## Exercise details
Using the data below, return every line that holds the word "ComponentErrorLevel".

[Records from a data source]
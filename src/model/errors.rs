//! Component-scoped error registry.
//!
//! Errors are grouped into one pack per component id. A component is valid
//! iff its pack is empty or absent.
//!
//! ```text
//! ErrorRegistry
//!   ├── pack "f1" (field)            [FORMULA.UNKNOWN_FIELD]
//!   ├── pack "s1" (data_source)      [DB.SOURCE_DOES_NOT_EXIST]
//!   └── pack "__result_schema__"     [RESULT_SCHEMA.TOO_MANY_FIELDS (warning)]
//! ```

use std::collections::BTreeMap;

use serde::{Deserialize, Serialize};

use super::types::{ComponentErrorLevel, ComponentType};

/// Hierarchical error codes. Prefix matching works on whole segments.
pub mod codes {
    pub type Code = &'static [&'static str];

    pub const FIELD_TITLE_CONFLICT: Code = &["ERR", "DS_API", "FIELD", "TITLE", "CONFLICT"];
    pub const SOURCE_TITLE_CONFLICT: Code = &["ERR", "DS_API", "SOURCE", "TITLE", "CONFLICT"];
    pub const AVATAR_TITLE_CONFLICT: Code = &["ERR", "DS_API", "AVATAR", "TITLE", "CONFLICT"];

    pub const FORMULA: Code = &["ERR", "DS_API", "FORMULA"];
    pub const FORMULA_PARSE: Code = &["ERR", "DS_API", "FORMULA", "PARSE"];
    pub const FORMULA_UNKNOWN_FIELD: Code = &["ERR", "DS_API", "FORMULA", "UNKNOWN_FIELD"];
    pub const FORMULA_UNKNOWN_FUNCTION: Code = &["ERR", "DS_API", "FORMULA", "UNKNOWN_FUNCTION"];
    pub const FORMULA_ARG_COUNT: Code = &["ERR", "DS_API", "FORMULA", "ARG_COUNT"];
    pub const FORMULA_TYPE_MISMATCH: Code = &["ERR", "DS_API", "FORMULA", "TYPE_MISMATCH"];
    pub const FORMULA_RECURSION: Code = &["ERR", "DS_API", "FORMULA", "RECURSION"];

    pub const FIELD_AVATAR_NOT_FOUND: Code = &["ERR", "DS_API", "FIELD", "AVATAR_NOT_FOUND"];
    pub const FIELD_COLUMN_NOT_FOUND: Code = &["ERR", "DS_API", "FIELD", "COLUMN_NOT_FOUND"];

    pub const DB: Code = &["ERR", "DS_API", "DB"];
    pub const DB_SOURCE_NOT_FOUND: Code = &["ERR", "DS_API", "DB", "SOURCE_NOT_FOUND"];
    pub const DB_SOURCE_DOES_NOT_EXIST: Code = &["ERR", "DS_API", "DB", "SOURCE_DOES_NOT_EXIST"];
    pub const DB_SCHEMA_EMPTY: Code = &["ERR", "DS_API", "DB", "SCHEMA_EMPTY"];
    pub const CONNECTION_NOT_FOUND: Code =
        &["ERR", "DS_API", "REFERENCED_ENTRY", "CONNECTION_NOT_FOUND"];

    pub const RELATION_JOIN_TYPE: Code = &["ERR", "DS_API", "AVATAR_RELATION", "JOIN_TYPE"];
    pub const RELATION_CONDITION: Code = &["ERR", "DS_API", "AVATAR_RELATION", "CONDITION"];

    pub const FILTER_UNSUPPORTED_OPERATION: Code =
        &["ERR", "DS_API", "OBLIGATORY_FILTER", "UNSUPPORTED_OPERATION"];

    pub const TOO_MANY_FIELDS: Code = &["ERR", "DS_API", "RESULT_SCHEMA", "TOO_MANY_FIELDS"];

    pub fn to_vec(code: Code) -> Vec<String> {
        code.iter().map(|part| part.to_string()).collect()
    }

    pub fn has_prefix(code: &[String], prefix: Code) -> bool {
        code.len() >= prefix.len() && code.iter().zip(prefix).all(|(a, b)| a == b)
    }

    pub fn matches(code: &[String], exact: Code) -> bool {
        code.len() == exact.len() && has_prefix(code, exact)
    }
}

/// A single validation problem attached to a component.
#[derive(Debug, Clone, PartialEq, Serialize, Deserialize)]
pub struct ComponentError {
    pub code: Vec<String>,
    pub message: String,
    #[serde(default)]
    pub details: BTreeMap<String, serde_json::Value>,
    #[serde(default)]
    pub level: ComponentErrorLevel,
}

impl ComponentError {
    pub fn new(code: codes::Code, message: impl Into<String>) -> Self {
        Self {
            code: codes::to_vec(code),
            message: message.into(),
            details: BTreeMap::new(),
            level: ComponentErrorLevel::Error,
        }
    }

    pub fn warning(code: codes::Code, message: impl Into<String>) -> Self {
        Self {
            level: ComponentErrorLevel::Warning,
            ..Self::new(code, message)
        }
    }

    pub fn with_detail(mut self, key: impl Into<String>, value: impl Into<serde_json::Value>) -> Self {
        self.details.insert(key.into(), value.into());
        self
    }

    /// Code as a dotted string, e.g. `ERR.DS_API.FORMULA.PARSE`.
    pub fn code_str(&self) -> String {
        self.code.join(".")
    }
}

/// All errors of one component.
#[derive(Debug, Clone, PartialEq, Serialize, Deserialize)]
pub struct ComponentErrorPack {
    pub id: String,
    #[serde(rename = "type")]
    pub component_type: ComponentType,
    pub errors: Vec<ComponentError>,
}

/// Which errors of a pack to remove.
#[derive(Debug, Clone, Copy)]
pub enum ErrorFilter {
    All,
    Code(codes::Code),
    CodePrefix(codes::Code),
}

impl ErrorFilter {
    fn matches(&self, error: &ComponentError) -> bool {
        match self {
            ErrorFilter::All => true,
            ErrorFilter::Code(code) => codes::matches(&error.code, code),
            ErrorFilter::CodePrefix(prefix) => codes::has_prefix(&error.code, prefix),
        }
    }
}

#[derive(Debug, Clone, Default, PartialEq, Serialize, Deserialize)]
pub struct ErrorRegistry {
    pub items: Vec<ComponentErrorPack>,
}

impl ErrorRegistry {
    pub fn new() -> Self {
        Self::default()
    }

    pub fn get_pack(&self, id: &str) -> Option<&ComponentErrorPack> {
        self.items.iter().find(|pack| pack.id == id)
    }

    pub fn errors_for(&self, id: &str) -> &[ComponentError] {
        self.get_pack(id)
            .map(|pack| pack.errors.as_slice())
            .unwrap_or_default()
    }

    pub fn add_error(&mut self, id: &str, component_type: ComponentType, error: ComponentError) {
        match self.items.iter_mut().find(|pack| pack.id == id) {
            Some(pack) => pack.errors.push(error),
            None => self.items.push(ComponentErrorPack {
                id: id.to_string(),
                component_type,
                errors: vec![error],
            }),
        }
    }

    pub fn has_error(&self, id: &str, code: codes::Code) -> bool {
        self.errors_for(id)
            .iter()
            .any(|error| codes::matches(&error.code, code))
    }

    /// Remove matching errors; an emptied pack is dropped.
    pub fn remove_errors(&mut self, id: &str, filter: ErrorFilter) {
        if let Some(pack) = self.items.iter_mut().find(|pack| pack.id == id) {
            pack.errors.retain(|error| !filter.matches(error));
        }
        self.items.retain(|pack| !pack.errors.is_empty());
    }

    /// Remove matching errors from every pack.
    pub fn remove_errors_everywhere(&mut self, filter: ErrorFilter) {
        for pack in &mut self.items {
            pack.errors.retain(|error| !filter.matches(error));
        }
        self.items.retain(|pack| !pack.errors.is_empty());
    }

    pub fn remove_pack(&mut self, id: &str) {
        self.items.retain(|pack| pack.id != id);
    }

    pub fn rename_pack(&mut self, old_id: &str, new_id: &str) {
        for pack in &mut self.items {
            if pack.id == old_id {
                pack.id = new_id.to_string();
            }
        }
    }

    pub fn is_valid(&self, id: &str) -> bool {
        self.errors_for(id).is_empty()
    }

    pub fn is_empty(&self) -> bool {
        self.items.is_empty()
    }

    pub fn len(&self) -> usize {
        self.items.iter().map(|pack| pack.errors.len()).sum()
    }

    /// Flat `(component_id, component_type, error)` listing.
    pub fn iter(&self) -> impl Iterator<Item = (&str, ComponentType, &ComponentError)> {
        self.items.iter().flat_map(|pack| {
            pack.errors
                .iter()
                .map(move |error| (pack.id.as_str(), pack.component_type, error))
        })
    }
}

## Exercise solution
use super::types::{ComponentErrorLevel, ComponentType};
    pub level: ComponentErrorLevel,
            level: ComponentErrorLevel::Error,
            level: ComponentErrorLevel::Warning,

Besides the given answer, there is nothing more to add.